Please return all of the material exactly, with no line missing.

__SUPPLIED MATERIAL__
[Start of Attachment]

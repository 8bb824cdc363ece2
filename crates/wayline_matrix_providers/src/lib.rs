pub mod as_the_crow_flies;
pub mod distance_matrix_api;
pub mod rate_limit;
pub mod retry;
pub mod travel_estimate;
pub mod travel_estimate_client;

[End of Attachment]

__TASK OUTPUT__
repository 8bb824cdc363ece2
filename crates/wayline_matrix_providers/src/lib.rs
pub mod as_the_crow_flies;
pub mod distance_matrix_api;
pub mod rate_limit;
pub mod retry;
pub mod travel_estimate;
pub mod travel_estimate_client;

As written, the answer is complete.